[Date Prev][Date Next][Thread Prev][Thread Next][Date Index][Thread Index]
Re: Improved triu.m and tril.m
From: |
Jaroslav Hajek |
Subject: |
Re: Improved triu.m and tril.m |
Date: |
Thu, 22 Oct 2009 21:54:18 +0200 |
2009/10/22 Marco Caliari <address@hidden>:
> Dear maintainers,
>
> although triu and tril are built-in functions in Matlab and then much
> faster, I discovered that it is possible to improve the m files in Octave,
> by eliminating the min/max evaluations inside the loops and selecting
> whether to replace numbers with zeros or zeros wih numbers.
> The results, for my Octave 3.2.3, are:
>
>> A=rand(100);
>>
>> i=randperm(200)(1)-100,tic,U=triu(A,i);,toc,tic,myU=mytriu(A,i);,toc,norm(U-myU)
>
> i = -31
> Elapsed time is 0.0221 seconds.
> Elapsed time is 0.00397 seconds.
> ans = 0
>>
>>
>> i=randperm(200)(1)-100,tic,U=triu(A,i);,toc,tic,myU=mytriu(A,i);,toc,norm(U-myU)
>
> i = -52
> Elapsed time is 0.0224 seconds.
> Elapsed time is 0.00114 seconds.
> ans = 0
>>
>>
>> i=randperm(200)(1)-100,tic,U=triu(A,i);,toc,tic,myU=mytriu(A,i);,toc,norm(U-myU)
>
> i = 22
> Elapsed time is 0.0174 seconds.
> Elapsed time is 0.00495 seconds.
> ans = 0
>>
>>
>> i=randperm(200)(1)-100,tic,U=triu(A,i);,toc,tic,myU=mytriu(A,i);,toc,norm(U-myU)
>
> i = 63
> Elapsed time is 0.00873 seconds.
> Elapsed time is 0.00261 seconds.
> ans = 0
>>
>>
>> i=randperm(200)(1)-100,tic,U=triu(A,i);,toc,tic,myU=mytriu(A,i);,toc,norm(U-myU)
>
> i = 36
> Elapsed time is 0.0146 seconds.
> Elapsed time is 0.00413 seconds.
> ans = 0
>
> For me the speed-up is > 3. Enclosed, the patches wrt 3.2.3.
>
> Best regards,
>
> Marco
Interesting.
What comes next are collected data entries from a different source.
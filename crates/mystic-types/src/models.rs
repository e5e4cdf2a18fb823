use chrono::{DateTime, Utc};
use serde::{Deserialize, Serialize};
use uuid::Uuid;

/// Public view of a user. The password hash never leaves the db layer.
#[derive(Debug, Clone, Serialize, Deserialize)]
#[serde(rename_all = "camelCase")]
pub struct User {
    pub id: Uuid,
    pub username: String,
    pub email: String,
    pub created_at: DateTime<Utc>,
}

/// A shareable feedback prompt. Anonymous senders see only the content and
/// the acceptance flag; messages accumulate under it.
#[derive(Debug, Clone, Serialize, Deserialize)]
#[serde(rename_all = "camelCase")]
pub struct Question {
    pub id: Uuid,
    pub owner_id: Uuid,
    pub content: String,
    pub is_accepting_messages: bool,
    pub message_count: u64,
    pub created_at: DateTime<Utc>,
}

/// A single anonymous feedback submission. Immutable once created.
#[derive(Debug, Clone, Serialize, Deserialize)]
#[serde(rename_all = "camelCase")]
pub struct Message {
    pub id: Uuid,
    pub question_id: Uuid,
    pub content: String,
    pub created_at: DateTime<Utc>,
}
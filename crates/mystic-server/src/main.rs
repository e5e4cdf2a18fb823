use std::net::SocketAddr;
use std::path::PathBuf;
use std::sync::Arc;

use axum::http::{HeaderValue, Method, header};
use tower_http::cors::CorsLayer;
use tower_http::trace::TraceLayer;
use tracing::info;

use mystic_api::auth::{AppState, AppStateInner};
use mystic_api::routes;

#[tokio::main]
async fn main() -> anyhow::Result<()> {
    // Load .env if present
    let _ = dotenvy::dotenv();

    // Init logging
    tracing_subscriber::fmt()
        .with_env_filter(
            tracing_subscriber::EnvFilter::try_from_default_env()
                .unwrap_or_else(|_| "mystic=debug,tower_http=debug".into()),
        )
        .init();

    // Config
    let access_secret = std::env::var("MYSTIC_ACCESS_TOKEN_SECRET")
        .unwrap_or_else(|_| "dev-access-secret-change-me".into());
    let refresh_secret = std::env::var("MYSTIC_REFRESH_TOKEN_SECRET")
        .unwrap_or_else(|_| "dev-refresh-secret-change-me".into());
    let db_path = std::env::var("MYSTIC_DB_PATH").unwrap_or_else(|_| "mystic.db".into());
    let host = std::env::var("MYSTIC_HOST").unwrap_or_else(|_| "0.0.0.0".into());
    let port: u16 = std::env::var("MYSTIC_PORT")
        .unwrap_or_else(|_| "3000".into())
        .parse()?;
    let cors_origin =
        std::env::var("MYSTIC_CORS_ORIGIN").unwrap_or_else(|_| "http://localhost:5173".into());

    // Init database
    let db = mystic_db::Database::open(&PathBuf::from(&db_path))?;

    // Shared state
    let state: AppState = Arc::new(AppStateInner {
        db,
        access_secret,
        refresh_secret,
    });

    // Cookie auth needs credentialed CORS, so no wildcard origin here
    let cors = CorsLayer::new()
        .allow_origin(cors_origin.parse::<HeaderValue>()?)
        .allow_methods([Method::GET, Method::POST, Method::PUT, Method::DELETE])
        .allow_headers([header::CONTENT_TYPE, header::AUTHORIZATION])
        .allow_credentials(true);

    let app = routes::router(state)
        .layer(cors)
        .layer(TraceLayer::new_for_http());

    let addr: SocketAddr = format!("{}:{}", host, port).parse()?;
    info!("Mystic Feedback server listening on {}", addr);

    let listener = tokio::net::TcpListener::bind(addr).await?;
    axum::serve(listener, app).await?;

    Ok(())
}
pub mod api;
pub mod models;
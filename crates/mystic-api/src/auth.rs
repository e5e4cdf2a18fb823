use std::sync::Arc;

use argon2::{
    Argon2, PasswordHash, PasswordHasher, PasswordVerifier,
    password_hash::{SaltString, rand_core::OsRng},
};
use axum::{Extension, Json, extract::State, http::StatusCode, response::IntoResponse};
use axum_extra::extract::cookie::CookieJar;
use tracing::error;
use uuid::Uuid;

use mystic_db::Database;
use mystic_types::api::{ApiEnvelope, CurrentUserData, LoginData, LoginRequest, RegisterRequest};

use crate::convert::user_from_row;
use crate::error::ApiError;
use crate::middleware::{ACCESS_COOKIE, REFRESH_COOKIE, auth_cookie, removal_cookie};
use crate::token::{self, AccessClaims};

pub type AppState = Arc<AppStateInner>;

pub struct AppStateInner {
    pub db: Database,
    pub access_secret: String,
    pub refresh_secret: String,
}

pub async fn register(
    State(state): State<AppState>,
    Json(req): Json<RegisterRequest>,
) -> Result<impl IntoResponse, ApiError> {
    let username = req.username.trim().to_lowercase();
    let email = req.email.trim().to_lowercase();

    if username.is_empty() || email.is_empty() || req.password.trim().is_empty() {
        return Err(ApiError::bad_request("All fields are required"));
    }

    if state.db.username_or_email_taken(&username, &email)? {
        return Err(ApiError::conflict("User already exists"));
    }

    // Hash password with Argon2id
    let salt = SaltString::generate(&mut OsRng);
    let password_hash = Argon2::default()
        .hash_password(req.password.as_bytes(), &salt)
        .map_err(|e| {
            error!("password hashing failed: {}", e);
            ApiError::internal()
        })?
        .to_string();

    let user_id = Uuid::new_v4();
    // The taken-check above and this insert are separate store operations,
    // so a concurrent register can still trip the UNIQUE constraint here
    state
        .db
        .create_user(&user_id.to_string(), &username, &email, &password_hash)
        .map_err(|e| {
            if mystic_db::is_unique_violation(&e) {
                ApiError::conflict("User already exists")
            } else {
                e.into()
            }
        })?;

    let user = state
        .db
        .get_user_by_id(&user_id.to_string())?
        .map(user_from_row)
        .ok_or_else(ApiError::internal)?;

    Ok((
        StatusCode::CREATED,
        Json(ApiEnvelope::new(201, user, "User registered successfully")),
    ))
}

pub async fn login(
    State(state): State<AppState>,
    jar: CookieJar,
    Json(req): Json<LoginRequest>,
) -> Result<impl IntoResponse, ApiError> {
    let row = match (req.username.as_deref(), req.email.as_deref()) {
        (Some(username), _) if !username.trim().is_empty() => {
            state.db.get_user_by_username(&username.trim().to_lowercase())?
        }
        (_, Some(email)) if !email.trim().is_empty() => {
            state.db.get_user_by_email(&email.trim().to_lowercase())?
        }
        _ => return Err(ApiError::bad_request("Username or Email is required")),
    };

    // Same message for unknown users and bad passwords
    let row = row.ok_or_else(|| ApiError::bad_request("Invalid username or password"))?;

    let parsed_hash = PasswordHash::new(&row.password).map_err(|e| {
        error!("stored password hash unparseable for '{}': {}", row.username, e);
        ApiError::internal()
    })?;
    Argon2::default()
        .verify_password(req.password.as_bytes(), &parsed_hash)
        .map_err(|_| ApiError::bad_request("Invalid username or password"))?;

    let user = user_from_row(row);
    let session_id = Uuid::new_v4();

    let access_claims = token::new_access_claims(user.id, &user.username, session_id);
    let access_token = token::encode_access(&state.access_secret, &access_claims)?;

    let refresh_claims = token::new_refresh_claims(user.id, session_id);
    let refresh_token = token::encode_refresh(&state.refresh_secret, &refresh_claims)?;

    // One session row per device; a second login does not displace the first
    state
        .db
        .create_session(&session_id.to_string(), &user.id.to_string(), &refresh_token)?;

    let jar = jar
        .add(auth_cookie(ACCESS_COOKIE, access_token.clone()))
        .add(auth_cookie(REFRESH_COOKIE, refresh_token.clone()));

    let data = LoginData {
        user,
        access_token,
        refresh_token,
    };
    Ok((
        jar,
        Json(ApiEnvelope::new(200, data, "user logged in successfully")),
    ))
}

pub async fn logout(
    State(state): State<AppState>,
    Extension(claims): Extension<AccessClaims>,
    jar: CookieJar,
) -> Result<impl IntoResponse, ApiError> {
    state.db.delete_session(&claims.sid.to_string())?;

    let jar = jar
        .add(removal_cookie(ACCESS_COOKIE))
        .add(removal_cookie(REFRESH_COOKIE));

    Ok((
        jar,
        Json(ApiEnvelope::<()>::empty(200, "User logged out successfully")),
    ))
}

pub async fn current_user(
    State(state): State<AppState>,
    Extension(claims): Extension<AccessClaims>,
) -> Result<impl IntoResponse, ApiError> {
    let user = state
        .db
        .get_user_by_id(&claims.sub.to_string())?
        .map(user_from_row)
        .ok_or_else(|| ApiError::not_found("user not found"))?;

    Ok(Json(ApiEnvelope::new(
        200,
        CurrentUserData { user },
        "User fetched successfully",
    )))
}
//! Row-to-model conversion. SQLite hands back strings; corrupt values are
//! logged and defaulted rather than failing the whole request.

use chrono::{DateTime, Utc};
use tracing::warn;
use uuid::Uuid;

use mystic_db::models::{MessageRow, QuestionRow, UserRow};
use mystic_types::models::{Message, Question, User};

pub(crate) fn parse_uuid(value: &str, what: &str) -> Uuid {
    value.parse().unwrap_or_else(|e| {
        warn!("Corrupt {} '{}': {}", what, value, e);
        Uuid::default()
    })
}

pub(crate) fn parse_timestamp(value: &str, what: &str) -> DateTime<Utc> {
    value
        .parse::<DateTime<Utc>>()
        .or_else(|_| {
            // SQLite stores timestamps as "YYYY-MM-DD HH:MM:SS" without timezone.
            // Parse as naive UTC and convert.
            chrono::NaiveDateTime::parse_from_str(value, "%Y-%m-%d %H:%M:%S")
                .map(|ndt| ndt.and_utc())
        })
        .unwrap_or_else(|e| {
            warn!("Corrupt {} '{}': {}", what, value, e);
            DateTime::default()
        })
}

pub(crate) fn user_from_row(row: UserRow) -> User {
    User {
        id: parse_uuid(&row.id, "user id"),
        username: row.username,
        email: row.email,
        created_at: parse_timestamp(&row.created_at, "user created_at"),
    }
}

pub(crate) fn question_from_row(row: QuestionRow) -> Question {
    Question {
        id: parse_uuid(&row.id, "question id"),
        owner_id: parse_uuid(&row.owner_id, "question owner_id"),
        content: row.content,
        is_accepting_messages: row.is_accepting_messages,
        message_count: row.message_count,
        created_at: parse_timestamp(&row.created_at, "question created_at"),
    }
}

pub(crate) fn message_from_row(row: MessageRow) -> Message {
    Message {
        id: parse_uuid(&row.id, "message id"),
        question_id: parse_uuid(&row.question_id, "message question_id"),
        content: row.content,
        created_at: parse_timestamp(&row.created_at, "message created_at"),
    }
}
For comparison, here is my benchmark:
n = 500;
A = rand (n);
k = 1;
tril (eye (2)); # to avoid startup penalty
for iter = 1:4
tic; tril (A, k); toc
endfor
my tip gives:
Elapsed time is 0.0236731 seconds.
Elapsed time is 0.0239391 seconds.
Elapsed time is 0.0221 seconds.
Elapsed time is 0.022387 seconds.
the relevant code snippet is
retval = resize (resize (x, 0), nr, nc);
for j = 1 : min (nc, nr+k)
nr_limit = max (1, j-k);
retval (nr_limit:nr, j) = x (nr_limit:nr, j);
endfor
one can save a lot by doing a vectorized max once and eliminating the
repeated range:
retval = zeros (nr, nc, class (x));
jj = 1:min (nc, nr+k);
ii = max (1, jj - k);
for j = jj
i = ii(j):nr;
retval (i, j) = x (i, j);
endfor
this gives:
Elapsed time is 0.0148931 seconds.
Elapsed time is 0.0148301 seconds.
Elapsed time is 0.0152121 seconds.
Elapsed time is 0.014981 seconds.
using cellslices + vertcat + reshape is faster still:
m = min (nc, nr+k);
ii = max (1, (1:m) - k);
sl(2,:) = cellslices (x(:), ii, nr*ones (1, m));
sl(1,:) = cellslices (zeros (nr, 1), ones (1, m), ii - 1);
retval = reshape (vertcat (sl{:}), nr, nc);
gives
Elapsed time is 0.00466204 seconds.
Elapsed time is 0.00521612 seconds.
Elapsed time is 0.00525379 seconds.
Elapsed time is 0.00514317 seconds.
for comparison, your patch:
Elapsed time is 0.00818515 seconds.
Elapsed time is 0.00864601 seconds.
Elapsed time is 0.00886297 seconds.
Elapsed time is 0.00826406 seconds.
(quite good, compared to the loop-free code). Winner is number 3.
triu can be handled similarly. Neither of these approaches works
efficiently for sparse functions, though, so it should get a special
code (probably using find). But anyway, I think implementing
triu/tril/vech as compiled functions should be trivial and likely the
fastest.
Out of interest, do you depend on triu/tril efficiency in an application?
regards
--
RNDr. Jaroslav Hajek
computing expert & GNU Octave developer
Aeronautical Research and Test Institute (VZLU)
Prague, Czech Republic
url: www.highegg.matfyz.cz